Re: How boolean full-text search finds matches?

2003-12-19 Thread Matt W
Hi Sergei!

Thanks for replying again.  I hope I'm not wasting too much of your time
with my questions! :-)

More below...

- Original Message -
From: Sergei Golubchik
Sent: Thursday, December 18, 2003 7:17 AM
Subject: Re: How boolean full-text search finds matches?


 Hi!

 On Dec 17, Matt W wrote:
  Hi,
 
  Just have a couple more full-text search inquiries here. :-)
 
  I'm not exactly clear on how matching rows are found when searching
for
  2 or more required words: '+word1 +word2'.  I understand that it
can't
  currently know which word occurs less, so that it can be searched
  first -- this optimization will come with 4.1's 2-level indexes. :-)
 
  I just want to know, when it finds a match for whichever word is
tried
  first, how does it check if the other required word(s) are present
in
  the same row?  Say that word1 and word2 are each present in 100,000
  rows.
 
  1) Surely it doesn't check the 100,000 entries for word2 for EACH
word1
  match to see if they're in the same row, does it?

 No it does not :)

Good!


  2) It *seems* the best way would be to do a lookup for (word2 +
rowid
  for word1) and see if there's a match.  Is this what's done?  I'm
not
  sure it's possible though with the way the index is structured...
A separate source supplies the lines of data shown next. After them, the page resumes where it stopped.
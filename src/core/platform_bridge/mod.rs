//=========================================================================
// Platform Bridge
//=========================================================================
//
// Bridges the native windowing layer with the frame loop.
//
// This module defines the contract between platform implementations and
// core logic, so the winit backend can be swapped for a scripted one in
// tests without touching the loop.
//
// Components:
// - `interface`: Surface/backend traits, events and errors (the contract)
// - `event_collector`: Per-frame draining of the device event queue
//
//=========================================================================

//=== Module Declarations =================================================

pub(crate) mod event_collector;
pub mod interface;

//=== Public API ==========================================================

pub(crate) use event_collector::{EventCollector, TickControl};
pub use interface::{PlatformError, PlatformEvent, Surface, SurfaceBackend};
 it is possible, but it is only sensible if word1 is much more rare
than
 word1. This could be done with 2-level indexes :)

I assume that should say if word2 is much more rare than word1.  I
guess that's because it would need too many [random?] index lookups
otherwise?


  3) Or, and I'm thinking *maybe* this is how it's done from what I've
  heard, does it get all the matches for word1, then for word2, and
then
  intersect them to find ones which are present in the same row?  If
so,
  how will the 2-level index optimization change things? Will it do
#2?

 Yes to both questions, without the word then.
 First, one match is found for each word. Then read_next is called for
 the word with the lowest rowid, etc.

Not completely clear on this. :-)  I get that one match is found for
each word... then whichever word occured first in the table (lowest
rowid) is... what? :-/

Oh, wait, I get what you mean! ;-)  You're saying that read_next is
called for the word with the lowest rowid until you see if the rowid
matches the rowid from the other word(s)?  Then if the rowid gets
greater than what you're looking for, you know that there's no matching
row?  (Since you say that each word is sorted by rowid -- see below
about that, though.)

Then I'm not sure what happens to find the next matching row.  Find a
match again for each word starting after the last found rowid?  I'm not
familiar enough with the MySQL code (or C) to understand what's going on
in ft_boolean_search.c. :-(


 The advantage is that matches are
 found and returned earlier - a user don't have to wait for the index
 scan to complete. Also LIMIT, if used, cuts off more work, that is
LIMIT
 is more effective.

Right, I know that LIMIT helps -- as long as there's no ORDER BY, etc.
that needs to find all rows to sort. :-)

That brings me to the main reason for asking these questions: for
searching on my forum system. There could be 5-10+ million posts, which
would put upwards of 250+ million entries in the full-text index.  I'll
probably use a LIMIT of 10-20,000 (w/o ORDER BY) to prevent searches
from taking too long (and returning way too many matches!).

However, with that many posts, I think it's possible that a search could
match 100k+ posts.  Then the search would have to be narrowed down to a
particular forum or date range.  If I add AND forumid=123 etc. to the
WHERE clause, that will make the search hit the data file for
who-knows-how-many posts that aren't in the desired forum -- thus
scanning more data rows than specified by LIMIT.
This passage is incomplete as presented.